*** Opening DATA PROVIDED ***

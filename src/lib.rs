//! # Teros - Balanced-ternary compute core
//!
//! A ternary virtual machine and a λ-calculus engine that compiles down to it.
//! Everything is built on the trit: a digit in {-1, 0, +1}.
//!
//! ## Core Components
//!
//! - **Trit / TritArray**: Kleene logic and balanced arithmetic, packed four
//!   trits per byte
//! - **Gates**: all 27 monadic and 19 683 dyadic trit functions by index
//! - **TVM**: 27-trit register machine running T3-ISA programs (.t3s/.t3o)
//! - **λ-engine**: refcounted term arena, budgeted β-reduction, Church
//!   encodings and a compiler to T3
//!
//! ## Pipeline
//!
//! ```text
//! λ-term --compile--> .t3s --assemble--> Object --link--> Program --> TVM
//! ```
//!
//! ## Example
//!
//! ```
//! use teros::vm::{assemble_program, Reg, RunOutcome, Tvm, TvmConfig};
//!
//! let program = assemble_program("LI R1, 20\nLI R2, 22\nADD R1, R1, R2\nHALT").unwrap();
//! let mut tvm = Tvm::with_std_host(TvmConfig::small());
//! tvm.load(&program).unwrap();
//! assert_eq!(tvm.run(100), RunOutcome::Halted);
//! assert_eq!(tvm.registers().read(Reg::R1), 42);
//! ```

// Trit algebra and packed arrays
pub mod trit;
pub mod trit_array;
pub use trit::Trit;
pub use trit_array::TritArray;

// Canonical gate tables
pub mod gate;
pub use gate::{DyadicGate, GateProperties, MonadicGate};

// T3-ISA, TVM and toolchain
pub mod vm;
pub use vm::{
    // Execution
    Instruction, Opcode, Program, RunOutcome, Status, Tvm, TvmConfig,
    // Toolchain
    assemble, assemble_program, disassemble, link, Object,
    // Object codec
    deserialize, load_from_file, save_to_file, serialize,
};

// λ-calculus engine
pub mod lambda;
pub use lambda::{compile, parse_term, ReductionContext, TermId, TermStore};

// Error types
mod error;
pub use error::{Fault, Result, TernaryError};

// Program loader - sources and objects by content
pub mod loader;
pub use loader::{load_path, load_paths, load_string, ProgramLoader};

// Validation utilities
pub mod validate;
pub use validate::{
    validate_directory, validate_file, ValidationError, ValidationResult, ValidationSummary,
};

*** Closing DATA PROVIDED ***

WHAT YOU HAVE TO DO >> The material above is to be transcribed in full, exactly as it stands.

EXERCISE RESPONSE >>
filename src/lib.rs
//! # Teros - Balanced-ternary compute core
//!
//! A ternary virtual machine and a λ-calculus engine that compiles down to it.
//! Everything is built on the trit: a digit in {-1, 0, +1}.
//!
//! ## Core Components
//!
//! - **Trit / TritArray**: Kleene logic and balanced arithmetic, packed four
//!   trits per byte
//! - **Gates**: all 27 monadic and 19 683 dyadic trit functions by index
//! - **TVM**: 27-trit register machine running T3-ISA programs (.t3s/.t3o)
//! - **λ-engine**: refcounted term arena, budgeted β-reduction, Church
//!   encodings and a compiler to T3
//!
//! ## Pipeline
//!
//! ```text
//! λ-term --compile--> .t3s --assemble--> Object --link--> Program --> TVM
//! ```
//!
//! ## Example
//!
//! ```
//! use teros::vm::{assemble_program, Reg, RunOutcome, Tvm, TvmConfig};
//!
//! let program = assemble_program("LI R1, 20\nLI R2, 22\nADD R1, R1, R2\nHALT").unwrap();
//! let mut tvm = Tvm::with_std_host(TvmConfig::small());
//! tvm.load(&program).unwrap();
//! assert_eq!(tvm.run(100), RunOutcome::Halted);
//! assert_eq!(tvm.registers().read(Reg::R1), 42);
//! ```

// Trit algebra and packed arrays
pub mod trit;
pub mod trit_array;
pub use trit::Trit;
pub use trit_array::TritArray;

// Canonical gate tables
pub mod gate;
pub use gate::{DyadicGate, GateProperties, MonadicGate};

// T3-ISA, TVM and toolchain
pub mod vm;
pub use vm::{
    // Execution
    Instruction, Opcode, Program, RunOutcome, Status, Tvm, TvmConfig,
    // Toolchain
    assemble, assemble_program, disassemble, link, Object,
    // Object codec
    deserialize, load_from_file, save_to_file, serialize,
};

// λ-calculus engine
pub mod lambda;
pub use lambda::{compile, parse_term, ReductionContext, TermId, TermStore};

// Error types
mod error;
pub use error::{Fault, Result, TernaryError};

// Program loader - sources and objects by content
pub mod loader;
pub use loader::{load_path, load_paths, load_string, ProgramLoader};

// Validation utilities
pub mod validate;
pub use validate::{
    validate_directory, validate_file, ValidationError, ValidationResult, ValidationSummary,
};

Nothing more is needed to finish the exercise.